An efficient system for the regeneration of adventitious shoots from in vitro cultured leaf sections of Lycium chinense Miller was developed and silent somaclones from the regenerants detected with RAPD method. Among the eight media tested (B5, SH, N&N, 1/2MS, MS, 3/2MS, GD and WPM), and four cytokinins (BA, kinetin, 2ip and zeatin) with different concentrations (1, 5, 10, 20, 30 and 40 $\mu{M}$), 1/2 MS medium supplemented with 20 and 30 $\mu{M}$ zeatin showed the best regeneration frequency (100% and 93.7%) and higher average number of shoots (9.0 and 9.4). All regenerants easily elongated after subculturing on 1/4MS without growth stimulants and produced spontaneous adventitious roots from their basal parts. With phenotypically normal 40 regenerants, RAPD analysis with 15 different random primers was performed to examine the cryptic somaclonal variants.
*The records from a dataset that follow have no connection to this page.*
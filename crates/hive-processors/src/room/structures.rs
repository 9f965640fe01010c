//! Structure intents: links, labs, factories, power spawns and nukers.
//!
//! A structure acts at most once per tick. The cooldown each action sets
//! is visible through the context overlay, so a second intent against the
//! same structure finds it cooling down and is skipped.

use hive_blueprints::constants::{
    LAB_MINERAL_CAPACITY, LAB_REACTION_AMOUNT, LAB_REACTION_RANGE, LINK_LOSS_RATIO_PERCENT,
    NUKE_LAND_TIME, NUKE_RANGE, NUKER_COOLDOWN, NUKER_ENERGY_CAPACITY, NUKER_GHODIUM_CAPACITY,
    POWER_SPAWN_ENERGY_RATIO,
};
use hive_blueprints::recipes::{factory_recipe, reaction_product, reaction_time};
use hive_types::intents::{names, target_room};
use hive_types::resources::{ENERGY, GHODIUM, POWER};
use hive_types::{ObjectId, ObjectIntent, ObjectType, RoomObjectPatch, RoomObjectSnapshot};

use super::{RoomProcessorStep, acting_structure, lab_mineral};
use crate::context::RoomProcessorContext;
use crate::error::ProcessorError;
use crate::events::RoomEvent;
use crate::stats;

/// Global user counter credited by processed power.
const POWER_FIELD: &str = "power";

/// The acting structure of `intent` when it is also off cooldown.
fn ready_structure(
    ctx: &RoomProcessorContext<'_>,
    intent: &ObjectIntent,
    object_type: ObjectType,
) -> Result<Option<RoomObjectSnapshot>, ProcessorError> {
    let game_time = ctx.game_time();
    Ok(acting_structure(ctx, intent, object_type)?.filter(|s| !s.on_cooldown(game_time)))
}

// ---------------------------------------------------------------------------
// Links
// ---------------------------------------------------------------------------

/// Sends energy between links in the same room.
#[derive(Debug, Clone, Copy, Default)]
pub struct LinkStep;

impl RoomProcessorStep for LinkStep {
    fn name(&self) -> &'static str {
        "link"
    }

    fn run(&self, ctx: &mut RoomProcessorContext<'_>) -> Result<(), ProcessorError> {
        for intent in ctx.intents().named(names::TRANSFER_ENERGY) {
            let Some(argument) = intent.record.first() else {
                continue;
            };
            let Some(target_id) = argument.object_id("id") else {
                continue;
            };
            let Some(link) = ready_structure(ctx, intent, ObjectType::Link)? else {
                continue;
            };
            let Some(target) = ctx.object(&target_id)?.filter(|t| {
                t.object_type == ObjectType::Link && t.id != link.id && t.user == link.user
            }) else {
                continue;
            };

            let held = link.store_amount(ENERGY);
            let amount = argument
                .integer("amount")
                .unwrap_or(held)
                .min(held)
                .min(target.store_free_capacity(ENERGY));
            if amount <= 0 {
                continue;
            }
            let loss = ceil_div(amount.saturating_mul(LINK_LOSS_RATIO_PERCENT), 100);
            let received = amount.saturating_sub(loss);
            let range = link.position().range_to(target.position());

            ctx.patch(
                &link.id,
                RoomObjectPatch {
                    cooldown_time: Some(ctx.game_time().saturating_add(u64::from(range))),
                    ..RoomObjectPatch::store_entry(ENERGY, held.saturating_sub(amount))
                },
            );
            ctx.patch(
                &target.id,
                RoomObjectPatch::store_entry(
                    ENERGY,
                    target.store_amount(ENERGY).saturating_add(received),
                ),
            );
            ctx.log_event(RoomEvent::Transfer {
                object_id: link.id.clone(),
                target_id: target.id.clone(),
                resource_type: ENERGY.to_owned(),
                amount: received,
            });
        }
        Ok(())
    }
}

fn ceil_div(value: i64, divisor: i64) -> i64 {
    let quotient = value.checked_div(divisor).unwrap_or(0);
    if value.checked_rem(divisor).unwrap_or(0) > 0 {
        quotient.saturating_add(1)
    } else {
        quotient
    }
}

// ---------------------------------------------------------------------------
// Labs
// ---------------------------------------------------------------------------

/// Runs lab reactions into the acting lab.
#[derive(Debug, Clone, Copy, Default)]
pub struct LabStep;

impl RoomProcessorStep for LabStep {
    fn name(&self) -> &'static str {
        "lab"
    }

    fn run(&self, ctx: &mut RoomProcessorContext<'_>) -> Result<(), ProcessorError> {
        for intent in ctx.intents().named(names::RUN_REACTION) {
            let Some(argument) = intent.record.first() else {
                continue;
            };
            let (Some(first_id), Some(second_id)) =
                (argument.object_id("lab1"), argument.object_id("lab2"))
            else {
                continue;
            };
            let Some(output) = ready_structure(ctx, intent, ObjectType::Lab)? else {
                continue;
            };
            let Some(first) = reagent_lab(ctx, &output, &first_id)? else {
                continue;
            };
            let Some(second) = reagent_lab(ctx, &output, &second_id)? else {
                continue;
            };
            if first.id == second.id {
                continue;
            }
            let (Some((first_mineral, first_amount)), Some((second_mineral, second_amount))) =
                (lab_mineral(&first), lab_mineral(&second))
            else {
                continue;
            };
            if first_amount < LAB_REACTION_AMOUNT || second_amount < LAB_REACTION_AMOUNT {
                continue;
            }
            let Some(product) = reaction_product(first_mineral, second_mineral) else {
                continue;
            };
            let produced = match lab_mineral(&output) {
                None => LAB_REACTION_AMOUNT,
                Some((held, amount)) if held == product => {
                    amount.saturating_add(LAB_REACTION_AMOUNT)
                }
                Some(_) => continue,
            };
            if produced > LAB_MINERAL_CAPACITY {
                continue;
            }

            let cooldown = reaction_time(product).unwrap_or(0);
            ctx.patch(
                &first.id,
                RoomObjectPatch::store_entry(
                    first_mineral,
                    first_amount.saturating_sub(LAB_REACTION_AMOUNT),
                ),
            );
            ctx.patch(
                &second.id,
                RoomObjectPatch::store_entry(
                    second_mineral,
                    second_amount.saturating_sub(LAB_REACTION_AMOUNT),
                ),
            );
            ctx.patch(
                &output.id,
                RoomObjectPatch {
                    cooldown_time: Some(ctx.game_time().saturating_add(cooldown)),
                    ..RoomObjectPatch::store_entry(product, produced)
                },
            );
        }
        Ok(())
    }
}

fn reagent_lab(
    ctx: &RoomProcessorContext<'_>,
    output: &RoomObjectSnapshot,
    id: &ObjectId,
) -> Result<Option<RoomObjectSnapshot>, ProcessorError> {
    Ok(ctx.object(id)?.filter(|lab| {
        lab.object_type == ObjectType::Lab
            && lab.id != output.id
            && lab.user == output.user
            && ctx.is_active(lab)
            && lab.position().in_range(output.position(), LAB_REACTION_RANGE)
    }))
}

// ---------------------------------------------------------------------------
// Factories
// ---------------------------------------------------------------------------

/// Produces commodities from factory recipes.
#[derive(Debug, Clone, Copy, Default)]
pub struct FactoryStep;

impl RoomProcessorStep for FactoryStep {
    fn name(&self) -> &'static str {
        "factory"
    }

    fn run(&self, ctx: &mut RoomProcessorContext<'_>) -> Result<(), ProcessorError> {
        for intent in ctx.intents().named(names::PRODUCE) {
            let Some(recipe) = intent
                .record
                .first()
                .and_then(|a| a.text("resourceType"))
                .and_then(factory_recipe)
            else {
                continue;
            };
            let Some(factory) = ready_structure(ctx, intent, ObjectType::Factory)? else {
                continue;
            };
            let has_components = recipe
                .components
                .iter()
                .all(|(resource, amount)| factory.store_amount(resource) >= *amount);
            if !has_components {
                continue;
            }
            let consumed = recipe
                .components
                .iter()
                .fold(0_i64, |acc, (_, amount)| acc.saturating_add(*amount));
            let room = factory.store_free_capacity(recipe.product).saturating_add(consumed);
            if room < recipe.amount {
                continue;
            }

            let mut patch = RoomObjectPatch {
                cooldown_time: Some(ctx.game_time().saturating_add(recipe.cooldown)),
                ..RoomObjectPatch::default()
            };
            for (resource, amount) in recipe.components {
                patch.set_store(*resource, factory.store_amount(resource).saturating_sub(*amount));
            }
            patch.set_store(
                recipe.product,
                factory.store_amount(recipe.product).saturating_add(recipe.amount),
            );
            ctx.patch(&factory.id, patch);
        }
        Ok(())
    }
}

// ---------------------------------------------------------------------------
// Power spawns
// ---------------------------------------------------------------------------

/// Burns power for the owner's global power total.
#[derive(Debug, Clone, Copy, Default)]
pub struct PowerSpawnStep;

impl RoomProcessorStep for PowerSpawnStep {
    fn name(&self) -> &'static str {
        "power-spawn"
    }

    fn run(&self, ctx: &mut RoomProcessorContext<'_>) -> Result<(), ProcessorError> {
        for intent in ctx.intents().named(names::PROCESS_POWER) {
            let Some(spawn) = acting_structure(ctx, intent, ObjectType::PowerSpawn)? else {
                continue;
            };
            let power = spawn.store_amount(POWER);
            let energy = spawn.store_amount(ENERGY);
            if power < 1 || energy < POWER_SPAWN_ENERGY_RATIO {
                continue;
            }
            let Some(global) = ctx.global() else {
                tracing::warn!(
                    room = %ctx.room(),
                    tick = ctx.game_time(),
                    object_id = %spawn.id,
                    "No global writer, skipping processPower"
                );
                continue;
            };

            let mut patch = RoomObjectPatch::store_entry(POWER, power.saturating_sub(1));
            patch.set_store(ENERGY, energy.saturating_sub(POWER_SPAWN_ENERGY_RATIO));
            ctx.patch(&spawn.id, patch);
            global.increment_user(&intent.user, POWER_FIELD, 1);
            ctx.record_stat(&intent.user, stats::POWER_PROCESSED, 1);
        }
        Ok(())
    }
}

// ---------------------------------------------------------------------------
// Nukers
// ---------------------------------------------------------------------------

/// Launches nukes at other rooms.
#[derive(Debug, Clone, Copy, Default)]
pub struct NukerStep;

impl RoomProcessorStep for NukerStep {
    fn name(&self) -> &'static str {
        "nuker"
    }

    fn run(&self, ctx: &mut RoomProcessorContext<'_>) -> Result<(), ProcessorError> {
        for intent in ctx.intents().named(names::LAUNCH_NUKE) {
            let Some(argument) = intent.record.first() else {
                continue;
            };
            let Some(target) = target_room(argument) else {
                continue;
            };
            let coordinate = |field: &str| argument.integer(field).and_then(|v| u8::try_from(v).ok());
            let (Some(x), Some(y)) = (coordinate("x"), coordinate("y")) else {
                continue;
            };
            let Some(nuker) = ready_structure(ctx, intent, ObjectType::Nuker)? else {
                continue;
            };
            let energy = nuker.store_amount(ENERGY);
            let ghodium = nuker.store_amount(GHODIUM);
            if energy < NUKER_ENERGY_CAPACITY || ghodium < NUKER_GHODIUM_CAPACITY {
                continue;
            }
            if !ctx
                .room()
                .linear_distance(&target)
                .is_some_and(|d| d <= NUKE_RANGE)
            {
                continue;
            }
            let Some(global) = ctx.global() else {
                tracing::warn!(
                    room = %ctx.room(),
                    tick = ctx.game_time(),
                    object_id = %nuker.id,
                    "No global writer, skipping launchNuke"
                );
                continue;
            };

            let game_time = ctx.game_time();
            let mut patch = RoomObjectPatch {
                cooldown_time: Some(game_time.saturating_add(NUKER_COOLDOWN)),
                ..RoomObjectPatch::store_entry(
                    ENERGY,
                    energy.saturating_sub(NUKER_ENERGY_CAPACITY),
                )
            };
            patch.set_store(GHODIUM, ghodium.saturating_sub(NUKER_GHODIUM_CAPACITY));
            ctx.patch(&nuker.id, patch);

            let id = ctx.next_object_id();
            let mut nuke = RoomObjectSnapshot::new(id, ObjectType::Nuke, target.clone(), x, y);
            nuke.user = Some(intent.user.clone());
            nuke.land_time = Some(game_time.saturating_add(NUKE_LAND_TIME));
            nuke.launch_room_name = Some(ctx.room().clone());
            global.upsert_room_object(nuke);
            tracing::info!(
                room = %ctx.room(),
                tick = game_time,
                user_id = %intent.user,
                target_room = %target,
                "Nuke launched"
            );
        }
        Ok(())
    }
}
No substantial differences in banding patterns were found in the amplified polymorphic DNAs implying no DNA changes during dedifferentiation into adventitious shoots. However, one (OPF-4) of the 15 primers detected silent somaclonal variation in one regenerant in which two different polymorphic bands did not appear when compared with the rest regenerants. The results indicate that regenerantion via intervening callus phase can be used to establish true-to-type planting stocks for homogeneous population.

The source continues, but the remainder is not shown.